— YOUR GOAL —
The word "Person" may appear in some of the lines below. State how many lines contain it, and write only that number.

BEGIN EXTRACTED ENTRIES

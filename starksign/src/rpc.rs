//! Minimal JSON-RPC 2.0 client for the read-only `starknet_call` request
//! that on-chain signature verification relies on.

use std::time::Duration;

use serde::Serialize;
use serde_json::Value;
use url::Url;

use starksign_crypto::Felt;

use crate::errors::RemoteVerificationError;

/// JSON-RPC error code: the target contract has no code.
const CONTRACT_NOT_FOUND: i64 = 20;
/// JSON-RPC error code: the contract reverted.
const CONTRACT_ERROR: i64 = 40;

/// A read-only function call.
#[derive(Debug, Serialize)]
pub(crate) struct FunctionCall {
    pub contract_address: Felt,
    pub entry_point_selector: Felt,
    pub calldata: Vec<Felt>,
}

#[derive(Debug, Serialize)]
struct JsonRpcRequest<'a> {
    jsonrpc: &'static str,
    id: u64,
    method: &'static str,
    params: CallParams<'a>,
}

#[derive(Debug, Serialize)]
struct CallParams<'a> {
    request: &'a FunctionCall,
    block_id: &'static str,
}

/// What a completed round trip tells us: the entrypoint either returned
/// values or reverted inside the contract. Everything else is an error.
#[derive(Debug, Clone, PartialEq, Eq)]
pub(crate) enum CallOutcome {
    Values(Vec<Felt>),
    Reverted(String),
}

pub(crate) struct RpcClient {
    http: reqwest::Client,
    url: Url,
}

impl RpcClient {
    pub(crate) fn new(url: Url, timeout: Option<Duration>) -> Result<Self, reqwest::Error> {
        let mut builder = reqwest::Client::builder();
        if let Some(timeout) = timeout {
            builder = builder.timeout(timeout);
        }
        Ok(Self {
            http: builder.build()?,
            url,
        })
    }

    /// One `starknet_call` round trip against the latest block.
    pub(crate) async fn call_contract(
        &self,
        call: &FunctionCall,
    ) -> Result<CallOutcome, RemoteVerificationError> {
        let request = JsonRpcRequest {
            jsonrpc: "2.0",
            id: 1,
            method: "starknet_call",
            params: CallParams {
                request: call,
                block_id: "latest",
            },
        };
        tracing::debug!(contract = %call.contract_address, "sending starknet_call");
        let response = self.http.post(self.url.clone()).json(&request).send().await?;
        let body: Value = response.json().await?;
        interpret_response(&body)
    }
}

/// Map a JSON-RPC response body onto a call outcome, distinguishing an
/// undeployed account from every other failure.
pub(crate) fn interpret_response(body: &Value) -> Result<CallOutcome, RemoteVerificationError> {
    if let Some(error) = body.get("error") {
        let code = error
            .get("code")
            .and_then(Value::as_i64)
            .ok_or_else(|| RemoteVerificationError::MalformedResponse(error.to_string()))?;
        let message = error
            .get("message")
            .and_then(Value::as_str)
            .unwrap_or_default()
            .to_string();
        return match code {
            CONTRACT_NOT_FOUND => Err(RemoteVerificationError::AccountNotDeployed),
            CONTRACT_ERROR => Ok(CallOutcome::Reverted(message)),
            _ => Err(RemoteVerificationError::Rpc { code, message }),
        };
    }
    let Some(result) = body.get("result") else {
        return Err(RemoteVerificationError::MalformedResponse(body.to_string()));
    };
    let items = result
        .as_array()
        .ok_or_else(|| RemoteVerificationError::MalformedResponse(result.to_string()))?;
    let values = items
        .iter()
        .map(|item| {
            item.as_str()
                .and_then(|s| Felt::from_hex(s).ok())
                .ok_or_else(|| RemoteVerificationError::MalformedResponse(item.to_string()))
        })
        .collect::<Result<Vec<_>, _>>()?;
    Ok(CallOutcome::Values(values))
}
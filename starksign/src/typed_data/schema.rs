//! Schema resolution: which struct types a primary type pulls in, and in
//! which order their signatures are concatenated.

use indexmap::IndexMap;

use crate::errors::SchemaError;
use crate::typed_data::Parameter;

/// Field type tags that encode directly to a field element.
pub(crate) const PRIMITIVE_TYPES: &[&str] = &[
    "felt",
    "bool",
    "string",
    "shortstring",
    "selector",
    "u128",
    "i128",
    "timestamp",
    "contractAddress",
    "merkletree",
];

pub(crate) fn is_pointer(type_name: &str) -> bool {
    type_name.ends_with('*')
}

pub(crate) fn strip_pointer(type_name: &str) -> &str {
    type_name.strip_suffix('*').unwrap_or(type_name)
}

/// All struct types reachable from `primary`: the primary itself first,
/// then every distinct dependency sorted lexicographically. This is the
/// order the type signature string concatenates them in.
///
/// Rejects unknown primary or field types, empty field lists and cyclic
/// struct references (a type reaching itself, directly or through
/// arrays).
pub(crate) fn dependencies(
    types: &IndexMap<String, Vec<Parameter>>,
    primary: &str,
) -> Result<Vec<String>, SchemaError> {
    if !types.contains_key(primary) {
        return Err(SchemaError::UnknownType(primary.to_string()));
    }
    let mut visiting = vec![primary.to_string()];
    let mut found = Vec::new();
    collect(types, primary, &mut visiting, &mut found)?;
    found.sort();
    let mut ordered = vec![primary.to_string()];
    ordered.extend(found);
    Ok(ordered)
}

fn collect(
    types: &IndexMap<String, Vec<Parameter>>,
    name: &str,
    visiting: &mut Vec<String>,
    found: &mut Vec<String>,
) -> Result<(), SchemaError> {
    let fields = types
        .get(name)
        .ok_or_else(|| SchemaError::UnknownType(name.to_string()))?;
    if fields.is_empty() {
        return Err(SchemaError::EmptyTypeDefinition(name.to_string()));
    }
    for field in fields {
        let target = strip_pointer(&field.r#type);
        if target == "merkletree" {
            // the leaf type hashes through its own type hash; it only
            // needs to exist, it does not join this signature string
            let leaf = field
                .contains
                .as_deref()
                .ok_or_else(|| SchemaError::MissingLeafType(field.name.clone()))?;
            if !types.contains_key(leaf) && !PRIMITIVE_TYPES.contains(&leaf) {
                return Err(SchemaError::UnknownType(leaf.to_string()));
            }
            continue;
        }
        if types.contains_key(target) {
            if visiting.iter().any(|t| t == target) {
                return Err(SchemaError::CyclicReference(target.to_string()));
            }
            if !found.iter().any(|t| t == target) {
                found.push(target.to_string());
                visiting.push(target.to_string());
                collect(types, target, visiting, found)?;
                visiting.pop();
            }
        } else if !PRIMITIVE_TYPES.contains(&target) {
            return Err(SchemaError::UnknownType(target.to_string()));
        }
    }
    Ok(())
}

#[cfg(test)]
mod tests {
    use pretty_assertions::assert_eq;

    use super::*;

    fn param(name: &str, r#type: &str) -> Parameter {
        Parameter {
            name: name.to_string(),
            r#type: r#type.to_string(),
            contains: None,
        }
    }

    fn mail_types() -> IndexMap<String, Vec<Parameter>> {
        let mut types = IndexMap::new();
        types.insert(
            "Mail".to_string(),
            vec![
                param("from", "Person"),
                param("to", "Person"),
                param("contents", "felt"),
            ],
        );
        types.insert(
            "Person".to_string(),
            vec![param("name", "felt"), param("wallet", "felt")],
        );
        types
    }

    #[test]
    fn test_dependencies_primary_first_then_sorted() {
        let mut types = mail_types();
        types.insert(
            "Aardvark".to_string(),
            vec![param("noise", "felt")],
        );
        types
            .get_mut("Mail")
            .unwrap()
            .push(param("pet", "Aardvark"));
        assert_eq!(
            dependencies(&types, "Mail").unwrap(),
            vec!["Mail", "Aardvark", "Person"]
        );
    }

    #[test]
    fn test_unknown_primary() {
        assert_eq!(
            dependencies(&mail_types(), "Missive").unwrap_err(),
            SchemaError::UnknownType("Missive".to_string())
        );
    }

    #[test]
    fn test_unknown_field_type() {
        let mut types = mail_types();
        types
            .get_mut("Person")
            .unwrap()
            .push(param("employer", "Company"));
        assert_eq!(
            dependencies(&types, "Mail").unwrap_err(),
            SchemaError::UnknownType("Company".to_string())
        );
    }

    #[test]
    fn test_empty_type_definition() {
        let mut types = mail_types();
        types.insert("Empty".to_string(), vec![]);
        types.get_mut("Mail").unwrap().push(param("extra", "Empty"));
        assert_eq!(
            dependencies(&types, "Mail").unwrap_err(),
            SchemaError::EmptyTypeDefinition("Empty".to_string())
        );
    }

    #[test]
    fn test_direct_self_reference() {
        let mut types = IndexMap::new();
        types.insert(
            "Node".to_string(),
            vec![param("value", "felt"), param("next", "Node")],
        );
        assert_eq!(
            dependencies(&types, "Node").unwrap_err(),
            SchemaError::CyclicReference("Node".to_string())
        );
    }

    #[test]
    fn test_self_reference_through_array() {
        let mut types = IndexMap::new();
        types.insert(
            "Tree".to_string(),
            vec![param("value", "felt"), param("children", "Tree*")],
        );
        assert_eq!(
            dependencies(&types, "Tree").unwrap_err(),
            SchemaError::CyclicReference("Tree".to_string())
        );
    }

    #[test]
    fn test_indirect_cycle() {
        let mut types = IndexMap::new();
        types.insert("A".to_string(), vec![param("b", "B")]);
        types.insert("B".to_string(), vec![param("a", "A")]);
        assert_eq!(
            dependencies(&types, "A").unwrap_err(),
            SchemaError::CyclicReference("A".to_string())
        );
    }

    #[test]
    fn test_diamond_is_not_a_cycle() {
        // two fields referencing the same type is fine
        let mut types = mail_types();
        types.insert(
            "Envelope".to_string(),
            vec![param("mail", "Mail"), param("copy", "Mail")],
        );
        assert_eq!(
            dependencies(&types, "Envelope").unwrap(),
            vec!["Envelope", "Mail", "Person"]
        );
    }

    #[test]
    fn test_merkletree_requires_contains() {
        let mut types = IndexMap::new();
        types.insert(
            "Session".to_string(),
            vec![param("root", "merkletree")],
        );
        assert_eq!(
            dependencies(&types, "Session").unwrap_err(),
            SchemaError::MissingLeafType("root".to_string())
        );
    }

    #[test]
    fn test_merkletree_leaf_stays_out_of_signature() {
        let mut types = IndexMap::new();
        let mut root = param("root", "merkletree");
        root.contains = Some("Policy".to_string());
        types.insert(
            "Session".to_string(),
            vec![param("key", "felt"), root],
        );
        types.insert(
            "Policy".to_string(),
            vec![param("contractAddress", "contractAddress")],
        );
        assert_eq!(dependencies(&types, "Session").unwrap(), vec!["Session"]);
    }
}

END EXTRACTED ENTRIES

— REPLY TO THE EXERCISE —
6